WHAT THE TASK ASKS: Please copy each line from the entries that contains the string "unknown".

Collected data entries:
════════════════

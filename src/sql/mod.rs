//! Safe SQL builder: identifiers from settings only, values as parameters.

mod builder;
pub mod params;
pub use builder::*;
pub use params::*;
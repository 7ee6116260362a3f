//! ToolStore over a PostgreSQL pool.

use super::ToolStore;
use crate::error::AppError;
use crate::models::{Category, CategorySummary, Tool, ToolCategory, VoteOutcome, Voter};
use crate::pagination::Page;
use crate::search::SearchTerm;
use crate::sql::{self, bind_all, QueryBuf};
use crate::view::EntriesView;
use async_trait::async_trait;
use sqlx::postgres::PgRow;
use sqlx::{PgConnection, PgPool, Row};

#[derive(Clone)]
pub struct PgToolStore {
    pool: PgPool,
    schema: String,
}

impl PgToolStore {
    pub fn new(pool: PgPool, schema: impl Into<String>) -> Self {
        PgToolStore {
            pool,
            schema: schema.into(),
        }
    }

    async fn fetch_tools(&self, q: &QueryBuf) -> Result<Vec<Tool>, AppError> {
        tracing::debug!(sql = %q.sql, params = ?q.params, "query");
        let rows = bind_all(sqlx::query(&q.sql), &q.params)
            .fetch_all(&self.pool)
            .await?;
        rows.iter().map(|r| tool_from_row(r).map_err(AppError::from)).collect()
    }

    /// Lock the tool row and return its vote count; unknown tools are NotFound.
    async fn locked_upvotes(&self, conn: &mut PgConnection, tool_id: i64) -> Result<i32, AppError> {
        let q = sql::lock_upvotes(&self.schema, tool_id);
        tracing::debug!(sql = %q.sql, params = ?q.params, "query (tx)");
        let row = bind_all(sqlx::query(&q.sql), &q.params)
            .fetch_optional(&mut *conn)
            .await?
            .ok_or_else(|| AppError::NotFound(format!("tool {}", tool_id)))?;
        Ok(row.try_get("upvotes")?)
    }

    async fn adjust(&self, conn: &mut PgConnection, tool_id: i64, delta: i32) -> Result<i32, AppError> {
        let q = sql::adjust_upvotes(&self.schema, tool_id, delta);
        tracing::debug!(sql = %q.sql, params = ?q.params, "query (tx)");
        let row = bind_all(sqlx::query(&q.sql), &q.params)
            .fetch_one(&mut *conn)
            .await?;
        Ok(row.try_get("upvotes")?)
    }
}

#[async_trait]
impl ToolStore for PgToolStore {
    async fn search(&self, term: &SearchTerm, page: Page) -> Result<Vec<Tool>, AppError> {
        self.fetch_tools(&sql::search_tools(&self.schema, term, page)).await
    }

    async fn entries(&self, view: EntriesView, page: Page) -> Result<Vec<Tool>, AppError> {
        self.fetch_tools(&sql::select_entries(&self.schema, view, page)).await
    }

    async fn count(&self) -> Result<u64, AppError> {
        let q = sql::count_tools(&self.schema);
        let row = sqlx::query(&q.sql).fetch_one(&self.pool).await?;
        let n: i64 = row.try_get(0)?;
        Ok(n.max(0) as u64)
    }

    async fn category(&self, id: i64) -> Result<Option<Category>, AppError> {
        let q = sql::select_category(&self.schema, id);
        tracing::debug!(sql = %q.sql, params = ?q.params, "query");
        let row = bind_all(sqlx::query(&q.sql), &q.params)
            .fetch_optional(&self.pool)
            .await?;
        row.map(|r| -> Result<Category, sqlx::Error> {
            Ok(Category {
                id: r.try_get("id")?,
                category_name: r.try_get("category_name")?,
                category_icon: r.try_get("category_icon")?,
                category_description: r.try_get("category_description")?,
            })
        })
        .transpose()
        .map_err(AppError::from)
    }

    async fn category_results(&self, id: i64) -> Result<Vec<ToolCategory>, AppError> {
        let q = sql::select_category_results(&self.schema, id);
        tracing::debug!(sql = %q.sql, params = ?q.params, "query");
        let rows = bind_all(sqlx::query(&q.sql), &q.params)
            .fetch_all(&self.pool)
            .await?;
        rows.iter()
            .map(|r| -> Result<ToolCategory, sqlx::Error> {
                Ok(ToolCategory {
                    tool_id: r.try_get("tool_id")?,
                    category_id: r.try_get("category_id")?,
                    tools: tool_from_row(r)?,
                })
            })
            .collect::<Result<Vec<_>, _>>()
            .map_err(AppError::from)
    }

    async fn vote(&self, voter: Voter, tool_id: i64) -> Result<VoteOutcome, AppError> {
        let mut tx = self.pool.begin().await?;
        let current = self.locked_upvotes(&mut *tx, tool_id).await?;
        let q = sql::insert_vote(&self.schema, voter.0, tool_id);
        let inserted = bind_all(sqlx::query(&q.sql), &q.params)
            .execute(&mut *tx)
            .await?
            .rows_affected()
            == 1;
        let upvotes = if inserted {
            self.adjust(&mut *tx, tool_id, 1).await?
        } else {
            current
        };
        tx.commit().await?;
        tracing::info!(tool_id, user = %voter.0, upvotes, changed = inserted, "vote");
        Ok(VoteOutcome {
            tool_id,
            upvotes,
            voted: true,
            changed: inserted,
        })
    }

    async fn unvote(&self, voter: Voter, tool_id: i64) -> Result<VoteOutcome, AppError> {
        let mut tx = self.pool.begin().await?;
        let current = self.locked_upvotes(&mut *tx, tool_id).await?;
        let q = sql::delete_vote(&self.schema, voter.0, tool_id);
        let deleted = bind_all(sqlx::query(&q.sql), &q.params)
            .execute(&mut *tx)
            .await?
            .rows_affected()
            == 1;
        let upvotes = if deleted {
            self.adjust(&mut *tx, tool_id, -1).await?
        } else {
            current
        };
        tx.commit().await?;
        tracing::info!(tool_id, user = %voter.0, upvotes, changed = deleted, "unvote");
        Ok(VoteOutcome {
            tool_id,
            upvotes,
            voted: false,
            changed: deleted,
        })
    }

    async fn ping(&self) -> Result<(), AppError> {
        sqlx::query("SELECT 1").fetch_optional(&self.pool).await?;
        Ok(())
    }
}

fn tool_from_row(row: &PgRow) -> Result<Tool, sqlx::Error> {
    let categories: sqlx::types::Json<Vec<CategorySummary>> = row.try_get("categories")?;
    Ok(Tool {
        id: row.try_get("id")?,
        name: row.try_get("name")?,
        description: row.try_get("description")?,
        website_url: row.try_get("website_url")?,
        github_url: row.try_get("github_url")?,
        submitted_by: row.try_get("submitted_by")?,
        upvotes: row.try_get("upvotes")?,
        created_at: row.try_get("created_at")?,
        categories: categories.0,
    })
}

════════════════

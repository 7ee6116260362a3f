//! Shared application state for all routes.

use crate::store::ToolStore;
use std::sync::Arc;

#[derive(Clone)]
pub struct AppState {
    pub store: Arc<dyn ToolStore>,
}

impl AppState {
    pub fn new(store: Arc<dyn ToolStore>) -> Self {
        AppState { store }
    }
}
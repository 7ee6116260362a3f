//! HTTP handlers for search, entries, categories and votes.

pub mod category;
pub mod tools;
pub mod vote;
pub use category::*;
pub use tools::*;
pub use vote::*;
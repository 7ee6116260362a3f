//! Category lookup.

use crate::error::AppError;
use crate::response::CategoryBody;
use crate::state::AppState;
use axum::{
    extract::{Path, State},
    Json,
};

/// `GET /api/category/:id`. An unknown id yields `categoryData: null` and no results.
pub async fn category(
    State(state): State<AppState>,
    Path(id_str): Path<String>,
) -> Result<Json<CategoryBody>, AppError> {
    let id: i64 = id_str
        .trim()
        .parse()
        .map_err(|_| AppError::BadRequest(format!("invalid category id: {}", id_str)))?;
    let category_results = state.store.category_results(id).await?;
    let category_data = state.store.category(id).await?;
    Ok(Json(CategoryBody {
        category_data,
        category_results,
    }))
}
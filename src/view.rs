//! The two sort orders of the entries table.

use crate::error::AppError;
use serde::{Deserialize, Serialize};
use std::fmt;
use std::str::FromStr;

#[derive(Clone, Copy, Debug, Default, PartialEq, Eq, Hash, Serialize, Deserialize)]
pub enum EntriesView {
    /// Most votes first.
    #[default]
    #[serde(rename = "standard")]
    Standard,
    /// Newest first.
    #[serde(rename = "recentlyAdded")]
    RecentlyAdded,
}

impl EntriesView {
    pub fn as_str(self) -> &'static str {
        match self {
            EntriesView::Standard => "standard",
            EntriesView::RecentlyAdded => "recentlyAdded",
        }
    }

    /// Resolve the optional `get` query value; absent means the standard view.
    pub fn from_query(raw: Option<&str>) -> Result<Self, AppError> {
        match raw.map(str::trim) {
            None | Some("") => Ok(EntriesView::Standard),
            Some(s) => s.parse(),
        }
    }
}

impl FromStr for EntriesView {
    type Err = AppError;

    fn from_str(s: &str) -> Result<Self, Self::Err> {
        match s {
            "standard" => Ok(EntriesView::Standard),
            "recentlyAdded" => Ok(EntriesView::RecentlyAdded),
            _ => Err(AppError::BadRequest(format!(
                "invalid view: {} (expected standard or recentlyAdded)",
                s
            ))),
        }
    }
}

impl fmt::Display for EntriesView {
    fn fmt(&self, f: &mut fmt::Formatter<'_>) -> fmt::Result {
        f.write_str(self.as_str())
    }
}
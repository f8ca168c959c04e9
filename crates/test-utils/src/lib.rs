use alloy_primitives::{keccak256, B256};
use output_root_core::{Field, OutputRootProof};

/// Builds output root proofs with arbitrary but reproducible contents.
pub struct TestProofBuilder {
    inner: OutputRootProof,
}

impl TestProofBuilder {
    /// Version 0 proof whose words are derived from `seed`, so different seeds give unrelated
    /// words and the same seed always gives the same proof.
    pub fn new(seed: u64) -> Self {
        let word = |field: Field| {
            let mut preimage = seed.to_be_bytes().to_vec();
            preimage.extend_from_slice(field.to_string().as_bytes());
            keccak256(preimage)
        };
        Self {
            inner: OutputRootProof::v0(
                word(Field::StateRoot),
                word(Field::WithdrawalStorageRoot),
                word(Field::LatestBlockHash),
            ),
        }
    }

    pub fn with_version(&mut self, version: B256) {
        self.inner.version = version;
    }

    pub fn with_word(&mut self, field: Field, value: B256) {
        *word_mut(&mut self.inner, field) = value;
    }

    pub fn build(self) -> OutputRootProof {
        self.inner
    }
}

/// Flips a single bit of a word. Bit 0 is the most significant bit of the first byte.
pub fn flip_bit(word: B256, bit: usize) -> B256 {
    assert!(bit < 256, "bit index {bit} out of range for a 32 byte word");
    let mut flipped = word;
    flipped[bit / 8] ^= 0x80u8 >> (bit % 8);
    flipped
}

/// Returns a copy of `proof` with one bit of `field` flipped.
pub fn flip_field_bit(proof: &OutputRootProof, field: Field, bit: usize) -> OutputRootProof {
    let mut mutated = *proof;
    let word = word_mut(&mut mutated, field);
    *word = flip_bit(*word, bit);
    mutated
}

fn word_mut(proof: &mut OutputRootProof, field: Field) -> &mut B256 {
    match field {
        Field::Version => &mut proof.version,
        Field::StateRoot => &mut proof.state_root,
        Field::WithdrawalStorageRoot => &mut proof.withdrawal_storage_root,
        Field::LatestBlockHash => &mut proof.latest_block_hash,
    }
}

════════════════

ANSWER FOR THIS EXERCISE:
    /// Lock the tool row and return its vote count; unknown tools are NotFound.
/// `GET /api/category/:id`. An unknown id yields `categoryData: null` and no results.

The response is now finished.